In 1991, Adelson met his second wife, Miriam, on a blind date. A child of Polish refugees, she grew up in Israel and achieved success as chief internist in the emergency room of Tel Aviv's Rokach Hospital. She shared her husband’s opposition to drugs and founded a substance abuse clinic.

Serial Entrepreneur

Adelson’s business breakthrough came in 1979 when he created COMDEX, the computer trade show in Las Vegas. The timing was fortuitous, as the personal computer industry – IBM, Apple, Microsoft – was just taking off and COMDEX quickly became the largest trade show in Las Vegas.

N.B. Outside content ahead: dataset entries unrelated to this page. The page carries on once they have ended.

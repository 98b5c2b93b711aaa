//! Data models for the loader.
//!
//! [`Record`] is the typed patient encounter produced by the loader;
//! [`Document`] is the ordered, typed representation held by the store.

mod document;
mod record;

pub use document::{DATE_TAG, Document, DocumentId, StoredDocument, Value};
pub use record::{EncounterKey, Field, FieldKind, Record};

#[cfg(test)]
pub(crate) use record::fixtures;
//! Patient encounter records.

use super::{Document, Value};
use crate::{Error, Result};
use chrono::NaiveDateTime;
use std::fmt;

/// One of the fifteen columns of a patient encounter.
#[derive(Debug, Clone, Copy, PartialEq, Eq, Hash, PartialOrd, Ord)]
pub enum Field {
    /// Patient name.
    Name,
    /// Age in whole years.
    Age,
    /// Gender.
    Gender,
    /// Blood type.
    BloodType,
    /// Medical condition.
    MedicalCondition,
    /// Date of admission.
    DateOfAdmission,
    /// Attending doctor.
    Doctor,
    /// Hospital.
    Hospital,
    /// Insurance provider.
    InsuranceProvider,
    /// Billing amount.
    BillingAmount,
    /// Room number.
    RoomNumber,
    /// Admission type.
    AdmissionType,
    /// Discharge date.
    DischargeDate,
    /// Medication.
    Medication,
    /// Test results.
    TestResults,
}

/// Semantic type of a [`Field`].
#[derive(Debug, Clone, Copy, PartialEq, Eq)]
pub enum FieldKind {
    /// Free text.
    Text,
    /// Whole number.
    Integer,
    /// Floating point number.
    Float,
    /// Date/time.
    DateTime,
}

impl FieldKind {
    /// Returns the matching [`Value::type_name`].
    #[must_use]
    pub const fn value_type_name(self) -> &'static str {
        match self {
            Self::Text => "text",
            Self::Integer => "int",
            Self::Float => "float",
            Self::DateTime => "datetime",
        }
    }

    /// Returns whether a value carries this kind.
    #[must_use]
    pub const fn matches(self, value: &Value) -> bool {
        matches!(
            (self, value),
            (Self::Text, Value::Text(_))
                | (Self::Integer, Value::Int(_))
                | (Self::Float, Value::Float(_))
                | (Self::DateTime, Value::DateTime(_))
        )
    }
}

impl Field {
    /// All columns in their canonical order.
    pub const ALL: [Self; 15] = [
        Self::Name,
        Self::Age,
        Self::Gender,
        Self::BloodType,
        Self::MedicalCondition,
        Self::DateOfAdmission,
        Self::Doctor,
        Self::Hospital,
        Self::InsuranceProvider,
        Self::BillingAmount,
        Self::RoomNumber,
        Self::AdmissionType,
        Self::DischargeDate,
        Self::Medication,
        Self::TestResults,
    ];

    /// Returns the exact header text.
    #[must_use]
    pub const fn name(self) -> &'static str {
        match self {
            Self::Name => "Name",
            Self::Age => "Age",
            Self::Gender => "Gender",
            Self::BloodType => "Blood Type",
            Self::MedicalCondition => "Medical Condition",
            Self::DateOfAdmission => "Date of Admission",
            Self::Doctor => "Doctor",
            Self::Hospital => "Hospital",
            Self::InsuranceProvider => "Insurance Provider",
            Self::BillingAmount => "Billing Amount",
            Self::RoomNumber => "Room Number",
            Self::AdmissionType => "Admission Type",
            Self::DischargeDate => "Discharge Date",
            Self::Medication => "Medication",
            Self::TestResults => "Test Results",
        }
    }

    /// Parses a header.
    ///
    /// Returns `None` if the header is not one of the fifteen columns.
    #[must_use]
    pub fn parse(header: &str) -> Option<Self> {
        let header = header.trim();
        Self::ALL.into_iter().find(|f| f.name() == header)
    }

    /// Returns the semantic type of the column.
    #[must_use]
    pub const fn kind(self) -> FieldKind {
        match self {
            Self::Age => FieldKind::Integer,
            Self::BillingAmount => FieldKind::Float,
            Self::DateOfAdmission | Self::DischargeDate => FieldKind::DateTime,
            _ => FieldKind::Text,
        }
    }

    /// The columns that identify a unique encounter.
    #[must_use]
    pub const fn encounter_key() -> [Self; 3] {
        [Self::Name, Self::DateOfAdmission, Self::DischargeDate]
    }
}

impl fmt::Display for Field {
    fn fmt(&self, f: &mut fmt::Formatter<'_>) -> fmt::Result {
        f.write_str(self.name())
    }
}

/// A patient encounter with all fields coerced to their semantic types.
#[derive(Debug, Clone, PartialEq)]
pub struct Record {
    /// Patient name.
    pub name: String,
    /// Age in whole years.
    pub age: i64,
    /// Gender.
    pub gender: String,
    /// Blood type.
    pub blood_type: String,
    /// Medical condition.
    pub medical_condition: String,
    /// Date of admission.
    pub date_of_admission: NaiveDateTime,
    /// Attending doctor.
    pub doctor: String,
    /// Hospital.
    pub hospital: String,
    /// Insurance provider.
    pub insurance_provider: String,
    /// Billing amount.
    pub billing_amount: f64,
    /// Room number, kept verbatim.
    pub room_number: String,
    /// Admission type.
    pub admission_type: String,
    /// Discharge date.
    pub discharge_date: NaiveDateTime,
    /// Medication.
    pub medication: String,
    /// Test results.
    pub test_results: String,
}

/// The (Name, Date of Admission, Discharge Date) identity of an encounter.
pub type EncounterKey = (String, NaiveDateTime, NaiveDateTime);

impl Record {
    /// Returns the typed value of a column.
    #[must_use]
    pub fn get(&self, field: Field) -> Value {
        match field {
            Field::Name => Value::Text(self.name.clone()),
            Field::Age => Value::Int(self.age),
            Field::Gender => Value::Text(self.gender.clone()),
            Field::BloodType => Value::Text(self.blood_type.clone()),
            Field::MedicalCondition => Value::Text(self.medical_condition.clone()),
            Field::DateOfAdmission => Value::DateTime(self.date_of_admission),
            Field::Doctor => Value::Text(self.doctor.clone()),
            Field::Hospital => Value::Text(self.hospital.clone()),
            Field::InsuranceProvider => Value::Text(self.insurance_provider.clone()),
            Field::BillingAmount => Value::Float(self.billing_amount),
            Field::RoomNumber => Value::Text(self.room_number.clone()),
            Field::AdmissionType => Value::Text(self.admission_type.clone()),
            Field::DischargeDate => Value::DateTime(self.discharge_date),
            Field::Medication => Value::Text(self.medication.clone()),
            Field::TestResults => Value::Text(self.test_results.clone()),
        }
    }

    /// Returns the encounter identity used for duplicate detection.
    #[must_use]
    pub fn encounter_key(&self) -> EncounterKey {
        (
            self.name.clone(),
            self.date_of_admission,
            self.discharge_date,
        )
    }

    /// Builds a document whose keys follow `columns`.
    #[must_use]
    pub fn to_document(&self, columns: &[Field]) -> Document {
        let mut document = Document::new();
        for &field in columns {
            document.insert(field.name(), self.get(field));
        }
        document
    }

    /// Rebuilds a record from a stored document.
    ///
    /// # Errors
    ///
    /// Returns [`Error::InvalidInput`] if a field is missing or carries the
    /// wrong value type.
    pub fn from_document(document: &Document) -> Result<Self> {
        let text = |field: Field| -> Result<String> {
            match lookup(document, field)? {
                Value::Text(s) => Ok(s.clone()),
                other => Err(type_mismatch(field, other)),
            }
        };
        let datetime = |field: Field| -> Result<NaiveDateTime> {
            match lookup(document, field)? {
                Value::DateTime(dt) => Ok(*dt),
                other => Err(type_mismatch(field, other)),
            }
        };

        let age = match lookup(document, Field::Age)? {
            Value::Int(i) => *i,
            other => return Err(type_mismatch(Field::Age, other)),
        };
        let billing_amount = match lookup(document, Field::BillingAmount)? {
            Value::Float(f) => *f,
            other => return Err(type_mismatch(Field::BillingAmount, other)),
        };

        Ok(Self {
            name: text(Field::Name)?,
            age,
            gender: text(Field::Gender)?,
            blood_type: text(Field::BloodType)?,
            medical_condition: text(Field::MedicalCondition)?,
            date_of_admission: datetime(Field::DateOfAdmission)?,
            doctor: text(Field::Doctor)?,
            hospital: text(Field::Hospital)?,
            insurance_provider: text(Field::InsuranceProvider)?,
            billing_amount,
            room_number: text(Field::RoomNumber)?,
            admission_type: text(Field::AdmissionType)?,
            discharge_date: datetime(Field::DischargeDate)?,
            medication: text(Field::Medication)?,
            test_results: text(Field::TestResults)?,
        })
    }
}

fn lookup(document: &Document, field: Field) -> Result<&Value> {
    document
        .get(field.name())
        .ok_or_else(|| Error::InvalidInput(format!("document is missing '{field}'")))
}

fn type_mismatch(field: Field, found: &Value) -> Error {
    Error::InvalidInput(format!(
        "'{field}' should be {} but is {}",
        field.kind().value_type_name(),
        found.type_name()
    ))
}
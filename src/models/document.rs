//! Typed document values and documents.
//!
//! Documents are stored as extended JSON: integers and floats keep their
//! numeric kind and date/time values are tagged as `{"$date": "..."}` so that
//! reading a document back restores the same [`Value`] variant.

use crate::{Error, Result};
use chrono::NaiveDateTime;
use serde_json::{Map, Number};
use std::fmt;

/// Key used to tag date/time values in the JSON encoding.
pub const DATE_TAG: &str = "$date";

/// Format of a tagged date/time in the JSON encoding.
const JSON_DATETIME_FORMAT: &str = "%Y-%m-%dT%H:%M:%S%.f";

/// A typed document value.
#[derive(Debug, Clone, PartialEq)]
pub enum Value {
    /// Free text.
    Text(String),
    /// A signed integer.
    Int(i64),
    /// A floating point number.
    Float(f64),
    /// A date/time without time zone.
    DateTime(NaiveDateTime),
    /// An absent value.
    Null,
}

impl Value {
    /// Returns the type name used in reports and error messages.
    #[must_use]
    pub const fn type_name(&self) -> &'static str {
        match self {
            Self::Text(_) => "text",
            Self::Int(_) => "int",
            Self::Float(_) => "float",
            Self::DateTime(_) => "datetime",
            Self::Null => "null",
        }
    }

    /// Returns true for `Null` and for blank text.
    #[must_use]
    pub fn is_empty(&self) -> bool {
        match self {
            Self::Null => true,
            Self::Text(s) => s.trim().is_empty(),
            Self::Int(_) | Self::Float(_) | Self::DateTime(_) => false,
        }
    }

    /// Serialises the value as a delimited-file field.
    ///
    /// Dates at midnight render as `YYYY-MM-DD`, other date/times as
    /// `YYYY-MM-DD HH:MM:SS`. Floats always carry a decimal point.
    #[must_use]
    pub fn to_csv_field(&self) -> String {
        match self {
            Self::Text(s) => s.clone(),
            Self::Int(i) => i.to_string(),
            Self::Float(f) => format_float(*f),
            Self::DateTime(dt) => format_datetime(dt),
            Self::Null => String::new(),
        }
    }

    /// Encodes the value as extended JSON.
    ///
    /// # Errors
    ///
    /// Returns [`Error::InvalidInput`] for non-finite floats, which JSON
    /// cannot represent.
    pub fn to_json(&self) -> Result<serde_json::Value> {
        Ok(match self {
            Self::Text(s) => serde_json::Value::String(s.clone()),
            Self::Int(i) => serde_json::Value::Number(Number::from(*i)),
            Self::Float(f) => serde_json::Value::Number(Number::from_f64(*f).ok_or_else(|| {
                Error::InvalidInput(format!("non-finite float {f} cannot be stored"))
            })?),
            Self::DateTime(dt) => {
                let mut tagged = Map::new();
                tagged.insert(
                    DATE_TAG.to_string(),
                    serde_json::Value::String(dt.format(JSON_DATETIME_FORMAT).to_string()),
                );
                serde_json::Value::Object(tagged)
            },
            Self::Null => serde_json::Value::Null,
        })
    }

    /// Decodes a value from extended JSON.
    ///
    /// # Errors
    ///
    /// Returns [`Error::InvalidInput`] for booleans, arrays, untagged objects
    /// and malformed dates.
    pub fn from_json(json: &serde_json::Value) -> Result<Self> {
        match json {
            serde_json::Value::Null => Ok(Self::Null),
            serde_json::Value::String(s) => Ok(Self::Text(s.clone())),
            serde_json::Value::Number(n) => {
                if let Some(i) = n.as_i64() {
                    Ok(Self::Int(i))
                } else {
                    n.as_f64()
                        .map(Self::Float)
                        .ok_or_else(|| Error::InvalidInput(format!("unsupported number {n}")))
                }
            },
            serde_json::Value::Object(map) => {
                let raw = match (map.len(), map.get(DATE_TAG)) {
                    (1, Some(serde_json::Value::String(raw))) => raw,
                    _ => {
                        return Err(Error::InvalidInput(
                            "nested objects are not supported".to_string(),
                        ));
                    },
                };
                NaiveDateTime::parse_from_str(raw, JSON_DATETIME_FORMAT)
                    .map(Self::DateTime)
                    .map_err(|e| Error::InvalidInput(format!("invalid $date '{raw}': {e}")))
            },
            serde_json::Value::Bool(_) | serde_json::Value::Array(_) => Err(Error::InvalidInput(
                format!("unsupported value type: {json}"),
            )),
        }
    }
}

impl fmt::Display for Value {
    fn fmt(&self, f: &mut fmt::Formatter<'_>) -> fmt::Result {
        write!(f, "{}", self.to_csv_field())
    }
}

impl From<&str> for Value {
    fn from(s: &str) -> Self {
        Self::Text(s.to_string())
    }
}

impl From<String> for Value {
    fn from(s: String) -> Self {
        Self::Text(s)
    }
}

impl From<i64> for Value {
    fn from(i: i64) -> Self {
        Self::Int(i)
    }
}

impl From<f64> for Value {
    fn from(f: f64) -> Self {
        Self::Float(f)
    }
}

impl From<NaiveDateTime> for Value {
    fn from(dt: NaiveDateTime) -> Self {
        Self::DateTime(dt)
    }
}

/// Formats a float with the shortest representation that round-trips,
/// keeping a decimal point on integral values.
fn format_float(f: f64) -> String {
    let s = f.to_string();
    if f.is_finite() && !s.contains(['.', 'e', 'E']) {
        format!("{s}.0")
    } else {
        s
    }
}

fn format_datetime(dt: &NaiveDateTime) -> String {
    if dt.time() == chrono::NaiveTime::MIN {
        dt.format("%Y-%m-%d").to_string()
    } else {
        dt.format("%Y-%m-%d %H:%M:%S%.f").to_string()
    }
}

/// An insertion-ordered document.
///
/// Key order is preserved through storage so exports keep the column order
/// of the source file.
#[derive(Debug, Clone, Default, PartialEq)]
pub struct Document {
    fields: Vec<(String, Value)>,
}

impl Document {
    /// Creates an empty document.
    #[must_use]
    pub const fn new() -> Self {
        Self { fields: Vec::new() }
    }

    /// Sets a field, keeping the original position when the key exists.
    pub fn insert(&mut self, key: impl Into<String>, value: impl Into<Value>) {
        let key = key.into();
        let value = value.into();
        if let Some(slot) = self.fields.iter_mut().find(|(k, _)| *k == key) {
            slot.1 = value;
        } else {
            self.fields.push((key, value));
        }
    }

    /// Builder-style [`Document::insert`].
    #[must_use]
    pub fn with(mut self, key: impl Into<String>, value: impl Into<Value>) -> Self {
        self.insert(key, value);
        self
    }

    /// Returns the value of a field.
    #[must_use]
    pub fn get(&self, key: &str) -> Option<&Value> {
        self.fields.iter().find(|(k, _)| k == key).map(|(_, v)| v)
    }

    /// Returns whether the document has a field.
    #[must_use]
    pub fn contains_key(&self, key: &str) -> bool {
        self.get(key).is_some()
    }

    /// Iterates over keys in insertion order.
    pub fn keys(&self) -> impl Iterator<Item = &str> {
        self.fields.iter().map(|(k, _)| k.as_str())
    }

    /// Iterates over fields in insertion order.
    pub fn iter(&self) -> impl Iterator<Item = (&str, &Value)> {
        self.fields.iter().map(|(k, v)| (k.as_str(), v))
    }

    /// Number of fields.
    #[must_use]
    pub fn len(&self) -> usize {
        self.fields.len()
    }

    /// Returns true when the document has no fields.
    #[must_use]
    pub fn is_empty(&self) -> bool {
        self.fields.is_empty()
    }

    /// Encodes the document as an extended-JSON object string.
    ///
    /// # Errors
    ///
    /// Returns an error if a value cannot be encoded.
    pub fn to_json_string(&self) -> Result<String> {
        let mut map = Map::with_capacity(self.fields.len());
        for (key, value) in &self.fields {
            map.insert(key.clone(), value.to_json()?);
        }
        serde_json::to_string(&serde_json::Value::Object(map)).map_err(|e| {
            Error::OperationFailed {
                operation: "encode_document".to_string(),
                cause: e.to_string(),
            }
        })
    }

    /// Decodes a document from an extended-JSON object string.
    ///
    /// # Errors
    ///
    /// Returns [`Error::InvalidInput`] if the text is not a JSON object or a
    /// value is not supported.
    pub fn from_json_str(text: &str) -> Result<Self> {
        let json: serde_json::Value = serde_json::from_str(text)
            .map_err(|e| Error::InvalidInput(format!("malformed document: {e}")))?;
        let serde_json::Value::Object(map) = json else {
            return Err(Error::InvalidInput(
                "document must be a JSON object".to_string(),
            ));
        };

        let mut document = Self::new();
        for (key, value) in &map {
            document.insert(key.clone(), Value::from_json(value)?);
        }
        Ok(document)
    }
}

/// Store-assigned document identity.
#[derive(Debug, Clone, Copy, PartialEq, Eq, PartialOrd, Ord, Hash)]
pub struct DocumentId(i64);

impl DocumentId {
    /// Wraps a raw identifier.
    #[must_use]
    pub const fn new(id: i64) -> Self {
        Self(id)
    }
}

impl fmt::Display for DocumentId {
    fn fmt(&self, f: &mut fmt::Formatter<'_>) -> fmt::Result {
        write!(f, "{}", self.0)
    }
}

/// A document together with its store-assigned identity.
#[derive(Debug, Clone, PartialEq)]
pub struct StoredDocument {
    /// Identity assigned by the store.
    pub id: DocumentId,
    /// The document body, without identity.
    pub document: Document,
}

impl StoredDocument {
    /// Drops the identity and returns the body.
    #[must_use]
    pub fn into_document(self) -> Document {
        self.document
    }
}
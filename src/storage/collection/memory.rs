//! In-memory document collection.
//!
//! Non-persistent implementation of [`DocumentStore`] for tests and dry runs.
//! Secondary indexes are `BTreeMap`s from the canonical JSON text of a value
//! to the ids holding it.

use crate::models::{Document, DocumentId, StoredDocument, Value};
use crate::storage::sqlite::timed;
use crate::storage::traits::{DocumentStore, GroupCount, IndexSpec, ReplaceOutcome};
use crate::{Error, Result};
use std::collections::{BTreeMap, HashMap};
use std::sync::{RwLock, RwLockReadGuard, RwLockWriteGuard};

const BACKEND: &str = "memory";

type IndexEntries = BTreeMap<String, Vec<DocumentId>>;

#[derive(Debug, Default)]
struct Collection {
    documents: BTreeMap<DocumentId, Document>,
    next_id: i64,
    indexes: Vec<(IndexSpec, IndexEntries)>,
}

impl Collection {
    fn insert(&mut self, document: Document) -> DocumentId {
        self.next_id += 1;
        let id = DocumentId::new(self.next_id);
        for (spec, entries) in &mut self.indexes {
            entries
                .entry(index_key(document.get(&spec.field)))
                .or_default()
                .push(id);
        }
        self.documents.insert(id, document);
        id
    }

    fn clear(&mut self) -> usize {
        let removed = self.documents.len();
        self.documents.clear();
        for (_, entries) in &mut self.indexes {
            entries.clear();
        }
        removed
    }
}

/// Canonical key of a value inside an index: its extended-JSON text.
fn index_key(value: Option<&Value>) -> String {
    value
        .and_then(|v| v.to_json().ok())
        .unwrap_or(serde_json::Value::Null)
        .to_string()
}

/// In-memory document collection.
///
/// Uses `RwLock` for thread-safe access. Data is not persisted between runs.
#[derive(Debug)]
pub struct MemoryDocumentStore {
    name: String,
    inner: RwLock<Collection>,
}

impl MemoryDocumentStore {
    /// Creates an empty collection.
    #[must_use]
    pub fn new(collection: impl Into<String>) -> Self {
        Self {
            name: collection.into(),
            inner: RwLock::new(Collection::default()),
        }
    }

    fn read(&self, operation: &str) -> Result<RwLockReadGuard<'_, Collection>> {
        self.inner.read().map_err(|_| Error::OperationFailed {
            operation: operation.to_string(),
            cause: "Lock poisoned".to_string(),
        })
    }

    fn write(&self, operation: &str) -> Result<RwLockWriteGuard<'_, Collection>> {
        self.inner.write().map_err(|_| Error::OperationFailed {
            operation: operation.to_string(),
            cause: "Lock poisoned".to_string(),
        })
    }

    /// Rejects documents the persisted backend could not store either.
    fn check_encodable(documents: &[Document]) -> Result<()> {
        for document in documents {
            for (_, value) in document.iter() {
                value.to_json()?;
            }
        }
        Ok(())
    }
}

impl Default for MemoryDocumentStore {
    fn default() -> Self {
        Self::new("patients")
    }
}

impl DocumentStore for MemoryDocumentStore {
    fn collection(&self) -> &str {
        &self.name
    }

    fn delete_all(&self) -> Result<usize> {
        timed(BACKEND, "delete_all", || Ok(self.write("delete_all")?.clear()))
    }

    fn insert_many(&self, documents: &[Document]) -> Result<usize> {
        timed(BACKEND, "insert_many", || {
            Self::check_encodable(documents)?;
            let mut collection = self.write("insert_many")?;
            for document in documents {
                collection.insert(document.clone());
            }
            Ok(documents.len())
        })
    }

    fn find_all(&self) -> Result<Vec<StoredDocument>> {
        timed(BACKEND, "find_all", || {
            let collection = self.read("find_all")?;
            Ok(collection
                .documents
                .iter()
                .map(|(id, document)| StoredDocument {
                    id: *id,
                    document: document.clone(),
                })
                .collect())
        })
    }

    fn find_by(&self, field: &str, value: &Value) -> Result<Vec<StoredDocument>> {
        timed(BACKEND, "find_by", || {
            let collection = self.read("find_by")?;
            let key = index_key(Some(value));

            let ids: Vec<DocumentId> = match collection
                .indexes
                .iter()
                .find(|(spec, _)| spec.field == field)
            {
                Some((_, entries)) => entries.get(&key).cloned().unwrap_or_default(),
                None => collection
                    .documents
                    .iter()
                    .filter(|(_, doc)| index_key(doc.get(field)) == key)
                    .map(|(id, _)| *id)
                    .collect(),
            };

            Ok(ids
                .into_iter()
                .filter_map(|id| {
                    collection.documents.get(&id).map(|document| StoredDocument {
                        id,
                        document: document.clone(),
                    })
                })
                .collect())
        })
    }

    fn create_index(&self, spec: &IndexSpec) -> Result<()> {
        timed(BACKEND, "create_index", || {
            let mut collection = self.write("create_index")?;
            if collection.indexes.iter().any(|(s, _)| s.name == spec.name) {
                return Ok(());
            }

            let mut entries = IndexEntries::new();
            for (id, document) in &collection.documents {
                entries
                    .entry(index_key(document.get(&spec.field)))
                    .or_default()
                    .push(*id);
            }
            collection.indexes.push((spec.clone(), entries));
            Ok(())
        })
    }

    fn list_indexes(&self) -> Result<Vec<IndexSpec>> {
        let collection = self.read("list_indexes")?;
        Ok(collection.indexes.iter().map(|(s, _)| s.clone()).collect())
    }

    fn group_count(&self, fields: &[&str]) -> Result<Vec<GroupCount>> {
        if fields.is_empty() {
            return Err(Error::InvalidInput(
                "group_count needs at least one field".to_string(),
            ));
        }

        timed(BACKEND, "group_count", || {
            let collection = self.read("group_count")?;
            // key text -> (first id, count)
            let mut groups: HashMap<Vec<String>, (DocumentId, usize)> = HashMap::new();
            for (id, document) in &collection.documents {
                let key = fields.iter().map(|f| index_key(document.get(f))).collect();
                groups
                    .entry(key)
                    .and_modify(|(_, count)| *count += 1)
                    .or_insert((*id, 1));
            }

            let mut duplicates: Vec<_> = groups
                .into_values()
                .filter(|(_, count)| *count > 1)
                .collect();
            duplicates.sort_by_key(|(first, _)| *first);

            Ok(duplicates
                .into_iter()
                .map(|(first, count)| {
                    let representative = collection.documents.get(&first);
                    let key = fields
                        .iter()
                        .map(|f| {
                            representative
                                .and_then(|d| d.get(f))
                                .cloned()
                                .unwrap_or(Value::Null)
                        })
                        .collect();
                    GroupCount { key, count }
                })
                .collect())
        })
    }

    fn swap_all(&self, documents: &[Document]) -> Result<ReplaceOutcome> {
        timed(BACKEND, "swap_all", || {
            Self::check_encodable(documents)?;
            let mut collection = self.write("swap_all")?;
            let deleted = collection.clear();
            for document in documents {
                collection.insert(document.clone());
            }
            Ok(ReplaceOutcome {
                deleted,
                inserted: documents.len(),
            })
        })
    }

    fn count(&self) -> Result<usize> {
        Ok(self.read("count")?.documents.len())
    }
}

Adelson later sold it for a personal profit of $500 million.

In 1988, Adelson and his partners purchased the legendary Sands Casino in Las Vegas, marking the start of a deep foray into resort development. In 1991, while on honeymoon with Miriam in Venice, Italy, Adelson got an idea which later materialized as the $1.5 billion, 4,000-room Venetian casino in Las Vegas – complete with canals, gondolas and singing gondoliers.

Adelson later built China's first Las Vegas-style casino on the island of Macau, the center of a massive Asian gambling market – featuring a half-scale copy of the Eiffel Tower. Adelson’s vision continued to expand and in 2010 he opened the Marina Bay Sands in Singapore at a cost of $5.5 billion – the third-most expensive building in the world.

The spectacular Marina Bay Sands in Singapore is known as the “most-Instagrammed hotel in the world.”

In 2014, Adelson was named to CNBC's list of transformational business "leaders, icons and rebels… who have had the greatest influence, sparked the biggest changes, and caused the most disruption in business over the past quarter century."

Adelson explained his philosophy of entrepreneurship: “Businesses are like buses. You stand on a corner and you don’t like where the first bus is going? Wait ten minutes and take another. Don’t like that one? They’ll just keep coming. There’s no end to buses or businesses.”

Once, when his business holdings suffered a 93 percent drop in value, Adelson said: "So I lost $25 billion. I started out with zero... [There is] no such thing as fear, not to an entrepreneur.” He described an entrepreneur as possessing “courage, faith in yourself, and above all, even when you fail, to learn from failure and get up and try again.” (Within two years, Adelson’s business had recovered.)

I never thought about becoming wealthy. What really motivated me was to try to accomplish something.

Despite great financial success, Adelson claimed not to be motivated by money. “I never thought about becoming wealthy,” he said. “It never crossed my mind. What really motivated me was to try to accomplish something.”

Adelson’s gift of $70 million to Birthright – in honor of Israel’s 70th anniversary – solidified his leading position in Jewish philanthropy. “Before Israel was founded, my father always said he wished there was a place where Jewish people could live. He always wanted to go, but by the time I could send him, he was too old and too sick. I don’t want any kid to say they were too old or too sick to visit Israel.”

Over the centuries, great philanthropists like Rothschild and Montefiore have dedicated themselves to meeting the critical needs of the Jewish people. In our generation, Sheldon Adelson carried that tradition proudly. May his memory be blessed.